The lawsuit says in the past 10 years, District 1 has voted for all white representatives, whereas District 4 has voted for all black representatives.

According to the 2020 census, the population of Hidden Valley was about 63 percent African American.

Iola Gardner, who has lived in Hidden Valley for 20 years, says she is ready to defend the neighborhood she loves and stand up for racial fairness.

“If we told Myers Park, District 1, that they were moving to District 4, it would make it all the way to the governor’s office,” Gardner said. “They would be on it. So why can’t our concerns be addressed just as well as theirs?” `

Down the street from Gardner, Johnny Campbell shares similar concerns.

“I’ve lived here since Oct. 22, 1981,” Campbell said.

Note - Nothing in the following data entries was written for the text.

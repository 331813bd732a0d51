//! Plugin orchestrator for format detection and dispatch
//!
//! Detectors are consulted in registration order and the first one that
//! recognises the input decides the format. Input nobody claims is treated
//! as the native language.

use tracing::{debug, info, span, trace, Level};

use crate::core::{Detector, Format, Graph, GraphError, ParseConfig, ParseError, Parser};
use crate::plugins::dot::{DotDetector, DotParser};
use crate::plugins::gdl::{GdlDetector, GdlParser};
use crate::plugins::native::{NativeDetector, NativeParser};

/// Plugin orchestrator that picks a parser for each input
///
/// # Example
/// ```
/// use graphweave::core::Format;
/// use graphweave::plugins::Orchestrator;
///
/// let orchestrator = Orchestrator::with_all_plugins();
/// assert_eq!(orchestrator.detect_format("digraph { a -> b }"), Format::Graphviz);
/// let graph = orchestrator.parse("[ A ] -> [ B ]").unwrap();
/// assert_eq!(graph.edge_count(), 1);
/// ```
pub struct Orchestrator {
    detectors: Vec<Box<dyn Detector>>,
    config: ParseConfig,
}

impl Orchestrator {
    /// Create an orchestrator with no detectors registered
    pub fn new() -> Self {
        Self {
            detectors: Vec::new(),
            config: ParseConfig::default(),
        }
    }

    /// Create an orchestrator with the GDL, DOT and native detectors, in that order
    pub fn with_all_plugins() -> Self {
        let mut orchestrator = Self::new();
        orchestrator.register_default_detectors();
        orchestrator
    }

    /// Use `config` for every parser this orchestrator creates
    pub fn with_config(mut self, config: ParseConfig) -> Self {
        self.config = config;
        self
    }

    /// Register the built-in detectors
    ///
    /// GDL goes first because its `graph:` header would otherwise look like
    /// the start of an undirected DOT graph.
    pub fn register_default_detectors(&mut self) {
        self.register_detector(Box::new(GdlDetector::new()));
        self.register_detector(Box::new(DotDetector::new()));
        self.register_detector(Box::new(NativeDetector::new()));
    }

    /// Register a detector after the existing ones
    pub fn register_detector(&mut self, detector: Box<dyn Detector>) {
        debug!(format = %detector.format(), "Registering detector");
        self.detectors.push(detector);
    }

    /// Formats of the registered detectors, in consultation order
    pub fn detectors(&self) -> Vec<Format> {
        self.detectors.iter().map(|d| d.format()).collect()
    }

    /// Detect the input format, falling back to the native language
    pub fn detect_format(&self, input: &str) -> Format {
        let detect_span = span!(Level::INFO, "detect_format", input_len = input.len());
        let _enter = detect_span.enter();

        for detector in &self.detectors {
            let format = detector.format();
            trace!(%format, "Checking detector");
            if detector.detect(input) {
                let confidence = detector.confidence(input);
                info!(%format, confidence, "Detected input format");
                return format;
            }
        }

        debug!("No detector claimed the input, using the native language");
        Format::Txt
    }

    /// A parser for `format` using this orchestrator's configuration
    pub fn parser_for(&self, format: Format) -> Box<dyn Parser> {
        match format {
            Format::Txt => Box::new(NativeParser::with_config(self.config)),
            Format::Graphviz => Box::new(DotParser::with_config(self.config)),
            Format::Gdl => Box::new(GdlParser::with_config(self.config)),
        }
    }

    /// Detect the format of `input` and parse it
    pub fn parse(&self, input: &str) -> Result<Graph, GraphError> {
        let format = self.detect_format(input);
        Ok(self.parse_as(input, format)?)
    }

    /// Parse `input` as `format`, skipping detection
    pub fn parse_as(&self, input: &str, format: Format) -> Result<Graph, ParseError> {
        let parse_span = span!(Level::INFO, "parse_input", %format, input_len = input.len());
        let _enter = parse_span.enter();

        let parser = self.parser_for(format);
        debug!(parser = parser.name(), version = parser.version(), "Selected parser");

        let mut graph = Graph::new();
        parser.parse(input, &mut graph)?;
        Ok(graph)
    }
}

impl Default for Orchestrator {
    fn default() -> Self {
        Self::new()
    }
}
//! Native diagram language detector
//!
//! The native language has no header, so this detector looks for node
//! literals and scope statements. It is also the fallback when no other
//! format claims the input.

use crate::core::{skip_preamble, Detector, Format};
use tracing::trace;

/// Native diagram language detector
pub struct NativeDetector;

impl NativeDetector {
    pub fn new() -> Self {
        Self
    }
}

impl Default for NativeDetector {
    fn default() -> Self {
        Self::new()
    }
}

impl Detector for NativeDetector {
    fn detect(&self, input: &str) -> bool {
        let body = skip_preamble(input);
        trace!(input_len = input.len(), "NativeDetector::detect called");
        if body.is_empty() {
            return false;
        }
        (body.contains('[') && body.contains(']'))
            || body.starts_with('(')
            || body.starts_with('{')
            || ["graph", "node", "edge", "group", "."]
                .iter()
                .any(|scope| body.starts_with(scope) && body.contains('{'))
    }

    fn confidence(&self, input: &str) -> f64 {
        if !self.detect(input) {
            return 0.0;
        }
        let body = skip_preamble(input);
        let mut score: f64 = 0.3;
        if body.contains("] -") || body.contains("] =") || body.contains("] .") {
            score += 0.4;
        }
        if body.contains("{ ") && body.contains(':') {
            score += 0.1;
        }
        score.min(1.0)
    }

    fn format(&self) -> Format {
        Format::Txt
    }

    fn patterns(&self) -> Vec<&'static str> {
        vec!["[ ", " ]", "->", "( ", "{ key: value }"]
    }
}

He’s seen the neighborhood go through ups and downs, but few things frustrate him more than this redistricting.

“Why are you messing with something for somebody to gain something on the other side?” he said. “We’re not dummies. We know what you’re doing. So someone can gain votes. And it’s a racist thing.”

They say they want their voices to be heard and their votes to count.

“If we don’t get to have the candidates that are gonna speak for our community needs, it’s not gonna work well for us,” Gardner said. “It’s gonna bulldoze, just like they did all the other black Historic communities in Charlotte.”

Some neighbors also told WBTV they were not aware of the public input opportunities, so they are hopeful this vote will be delayed.

Councilmember Renee Johnson who represents District 4 chose not to comment ahead of the meeting.

WBTV also reached out to the City of Charlotte for comment, but was told by a spokesperson that they cannot comment on pending litigation.